**Task to complete**
Look for "output" in the listing below. Gather each line that contains it.

Extracted records section start

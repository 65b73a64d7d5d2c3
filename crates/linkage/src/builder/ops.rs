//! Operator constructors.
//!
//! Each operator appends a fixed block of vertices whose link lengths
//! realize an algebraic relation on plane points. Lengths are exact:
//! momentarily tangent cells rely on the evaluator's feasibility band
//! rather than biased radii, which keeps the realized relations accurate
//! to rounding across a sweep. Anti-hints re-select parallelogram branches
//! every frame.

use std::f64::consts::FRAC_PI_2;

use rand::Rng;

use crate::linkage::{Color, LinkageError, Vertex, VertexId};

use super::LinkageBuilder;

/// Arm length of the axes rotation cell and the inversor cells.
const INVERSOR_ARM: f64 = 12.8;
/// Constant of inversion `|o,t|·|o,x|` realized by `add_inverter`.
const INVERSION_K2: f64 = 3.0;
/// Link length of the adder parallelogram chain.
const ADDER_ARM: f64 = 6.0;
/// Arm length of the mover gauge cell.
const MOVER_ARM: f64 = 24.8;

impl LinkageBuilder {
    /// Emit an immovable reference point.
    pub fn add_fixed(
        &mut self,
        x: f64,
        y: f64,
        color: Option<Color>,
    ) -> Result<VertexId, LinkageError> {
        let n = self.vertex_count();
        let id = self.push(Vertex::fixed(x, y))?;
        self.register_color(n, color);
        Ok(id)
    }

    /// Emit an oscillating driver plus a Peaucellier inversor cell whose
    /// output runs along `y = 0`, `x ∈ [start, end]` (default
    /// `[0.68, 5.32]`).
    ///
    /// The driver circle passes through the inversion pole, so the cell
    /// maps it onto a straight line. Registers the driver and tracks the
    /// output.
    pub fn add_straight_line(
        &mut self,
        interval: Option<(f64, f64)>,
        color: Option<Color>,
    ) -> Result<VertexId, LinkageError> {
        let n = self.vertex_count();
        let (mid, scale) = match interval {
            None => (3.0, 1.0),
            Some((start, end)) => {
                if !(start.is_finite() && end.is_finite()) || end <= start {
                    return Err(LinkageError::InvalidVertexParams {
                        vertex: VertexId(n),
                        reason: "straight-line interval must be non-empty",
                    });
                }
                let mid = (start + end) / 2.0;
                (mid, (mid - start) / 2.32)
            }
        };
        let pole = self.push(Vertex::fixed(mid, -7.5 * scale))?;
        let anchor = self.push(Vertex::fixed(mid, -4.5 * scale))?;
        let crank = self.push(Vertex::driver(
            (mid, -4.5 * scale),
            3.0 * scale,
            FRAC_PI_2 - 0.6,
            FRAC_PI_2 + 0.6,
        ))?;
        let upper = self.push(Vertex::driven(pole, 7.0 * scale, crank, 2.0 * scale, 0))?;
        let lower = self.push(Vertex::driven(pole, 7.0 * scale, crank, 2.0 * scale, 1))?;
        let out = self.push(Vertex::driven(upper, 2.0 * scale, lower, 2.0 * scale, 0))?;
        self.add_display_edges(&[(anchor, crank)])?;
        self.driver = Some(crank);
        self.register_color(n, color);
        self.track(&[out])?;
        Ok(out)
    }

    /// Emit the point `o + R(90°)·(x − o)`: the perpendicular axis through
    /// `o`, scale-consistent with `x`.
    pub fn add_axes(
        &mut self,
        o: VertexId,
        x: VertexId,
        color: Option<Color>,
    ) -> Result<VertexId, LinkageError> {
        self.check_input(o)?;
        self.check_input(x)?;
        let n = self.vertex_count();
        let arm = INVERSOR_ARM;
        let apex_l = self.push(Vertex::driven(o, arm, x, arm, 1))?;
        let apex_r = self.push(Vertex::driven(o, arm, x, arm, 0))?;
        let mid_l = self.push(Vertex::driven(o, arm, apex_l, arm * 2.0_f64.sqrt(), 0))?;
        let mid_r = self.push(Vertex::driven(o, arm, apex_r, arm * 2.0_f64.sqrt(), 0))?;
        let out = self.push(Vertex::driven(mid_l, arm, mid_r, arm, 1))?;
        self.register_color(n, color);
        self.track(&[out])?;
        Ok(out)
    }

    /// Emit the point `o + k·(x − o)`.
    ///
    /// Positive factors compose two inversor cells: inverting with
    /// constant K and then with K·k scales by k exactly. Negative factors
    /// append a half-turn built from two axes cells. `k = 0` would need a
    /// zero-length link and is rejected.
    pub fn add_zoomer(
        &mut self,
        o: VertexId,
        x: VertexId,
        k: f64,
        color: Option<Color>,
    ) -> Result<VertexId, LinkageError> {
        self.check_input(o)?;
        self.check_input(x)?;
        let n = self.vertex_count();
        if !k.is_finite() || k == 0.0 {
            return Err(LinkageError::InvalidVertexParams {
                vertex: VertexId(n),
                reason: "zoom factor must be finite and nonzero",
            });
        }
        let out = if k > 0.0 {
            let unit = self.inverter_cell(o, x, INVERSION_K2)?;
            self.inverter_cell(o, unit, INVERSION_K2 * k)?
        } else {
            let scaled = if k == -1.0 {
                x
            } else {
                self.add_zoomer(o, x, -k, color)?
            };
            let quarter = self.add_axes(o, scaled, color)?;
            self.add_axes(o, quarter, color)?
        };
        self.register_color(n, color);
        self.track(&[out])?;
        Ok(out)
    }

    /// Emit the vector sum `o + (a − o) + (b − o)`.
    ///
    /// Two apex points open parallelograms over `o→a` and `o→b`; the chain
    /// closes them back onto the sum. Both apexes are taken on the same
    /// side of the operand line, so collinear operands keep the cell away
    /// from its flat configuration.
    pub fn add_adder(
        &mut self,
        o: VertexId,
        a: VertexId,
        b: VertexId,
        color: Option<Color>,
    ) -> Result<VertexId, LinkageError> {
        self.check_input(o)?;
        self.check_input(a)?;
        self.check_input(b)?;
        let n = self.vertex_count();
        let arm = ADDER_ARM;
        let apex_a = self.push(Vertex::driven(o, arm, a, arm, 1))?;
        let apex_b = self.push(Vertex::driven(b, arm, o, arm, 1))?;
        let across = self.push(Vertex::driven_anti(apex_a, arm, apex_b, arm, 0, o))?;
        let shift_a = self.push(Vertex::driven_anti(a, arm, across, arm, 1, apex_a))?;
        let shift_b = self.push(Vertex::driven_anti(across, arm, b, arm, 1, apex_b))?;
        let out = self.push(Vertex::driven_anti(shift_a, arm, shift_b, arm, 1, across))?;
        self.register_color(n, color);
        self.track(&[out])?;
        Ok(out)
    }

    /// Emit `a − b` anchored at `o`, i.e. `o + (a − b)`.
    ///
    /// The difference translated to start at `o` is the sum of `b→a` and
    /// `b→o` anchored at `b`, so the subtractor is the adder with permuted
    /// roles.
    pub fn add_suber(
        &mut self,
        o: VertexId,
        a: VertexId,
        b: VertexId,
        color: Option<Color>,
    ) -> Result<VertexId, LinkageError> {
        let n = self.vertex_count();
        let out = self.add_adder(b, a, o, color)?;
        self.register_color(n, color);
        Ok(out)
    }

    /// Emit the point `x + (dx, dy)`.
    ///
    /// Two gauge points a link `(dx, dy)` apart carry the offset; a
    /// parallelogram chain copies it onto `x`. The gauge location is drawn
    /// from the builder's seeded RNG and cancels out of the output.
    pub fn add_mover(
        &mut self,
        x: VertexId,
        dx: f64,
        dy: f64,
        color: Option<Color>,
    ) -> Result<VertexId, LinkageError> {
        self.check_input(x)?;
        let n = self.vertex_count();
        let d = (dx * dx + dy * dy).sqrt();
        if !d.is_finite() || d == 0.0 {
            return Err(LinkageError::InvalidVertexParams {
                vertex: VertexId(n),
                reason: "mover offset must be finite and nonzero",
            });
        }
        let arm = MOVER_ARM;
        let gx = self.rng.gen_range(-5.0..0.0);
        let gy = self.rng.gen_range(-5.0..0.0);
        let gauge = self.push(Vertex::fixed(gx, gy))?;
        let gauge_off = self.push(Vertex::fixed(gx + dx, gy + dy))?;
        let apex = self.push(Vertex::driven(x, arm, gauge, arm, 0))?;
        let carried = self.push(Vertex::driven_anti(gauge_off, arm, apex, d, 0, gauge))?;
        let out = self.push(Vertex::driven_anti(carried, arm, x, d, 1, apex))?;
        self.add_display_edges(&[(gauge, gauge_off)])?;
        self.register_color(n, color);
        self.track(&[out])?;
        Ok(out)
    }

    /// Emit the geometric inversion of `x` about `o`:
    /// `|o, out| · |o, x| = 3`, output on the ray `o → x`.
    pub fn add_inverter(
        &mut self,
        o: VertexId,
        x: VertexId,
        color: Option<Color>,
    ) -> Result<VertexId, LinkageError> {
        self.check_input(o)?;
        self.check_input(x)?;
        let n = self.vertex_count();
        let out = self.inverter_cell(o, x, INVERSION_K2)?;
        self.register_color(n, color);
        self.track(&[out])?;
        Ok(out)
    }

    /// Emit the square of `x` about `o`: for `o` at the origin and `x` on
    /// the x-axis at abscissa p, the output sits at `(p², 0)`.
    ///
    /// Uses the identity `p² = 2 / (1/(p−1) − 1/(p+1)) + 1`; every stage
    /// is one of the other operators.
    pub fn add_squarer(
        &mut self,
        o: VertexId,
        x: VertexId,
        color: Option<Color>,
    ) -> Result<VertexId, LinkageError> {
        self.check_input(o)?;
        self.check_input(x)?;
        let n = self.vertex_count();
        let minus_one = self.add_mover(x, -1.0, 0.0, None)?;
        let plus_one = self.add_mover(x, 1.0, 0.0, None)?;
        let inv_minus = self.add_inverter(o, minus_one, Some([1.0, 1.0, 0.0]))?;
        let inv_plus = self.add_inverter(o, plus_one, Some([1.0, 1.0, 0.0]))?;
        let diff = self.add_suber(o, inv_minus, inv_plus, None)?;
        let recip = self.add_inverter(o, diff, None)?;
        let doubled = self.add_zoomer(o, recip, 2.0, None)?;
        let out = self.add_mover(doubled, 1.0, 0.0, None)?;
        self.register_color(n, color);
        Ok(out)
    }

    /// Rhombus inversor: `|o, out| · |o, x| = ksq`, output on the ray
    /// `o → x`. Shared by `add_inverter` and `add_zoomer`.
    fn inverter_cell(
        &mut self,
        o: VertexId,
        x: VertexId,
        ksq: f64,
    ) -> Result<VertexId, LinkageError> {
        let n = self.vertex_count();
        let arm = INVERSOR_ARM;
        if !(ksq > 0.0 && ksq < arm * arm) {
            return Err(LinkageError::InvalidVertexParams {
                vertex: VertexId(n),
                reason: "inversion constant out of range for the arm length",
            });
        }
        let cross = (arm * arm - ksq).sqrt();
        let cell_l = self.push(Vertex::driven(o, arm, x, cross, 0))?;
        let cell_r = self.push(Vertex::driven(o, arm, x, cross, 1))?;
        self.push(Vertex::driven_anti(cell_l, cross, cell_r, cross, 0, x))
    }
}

Extracted records section end

**Answer box**
    /// output runs along `y = 0`, `x ∈ [start, end]` (default
    /// output.
    /// from the builder's seeded RNG and cancels out of the output.
    /// `|o, out| · |o, x| = 3`, output on the ray `o → x`.
    /// the x-axis at abscissa p, the output sits at `(p², 0)`.
    /// Rhombus inversor: `|o, out| · |o, x| = ksq`, output on the ray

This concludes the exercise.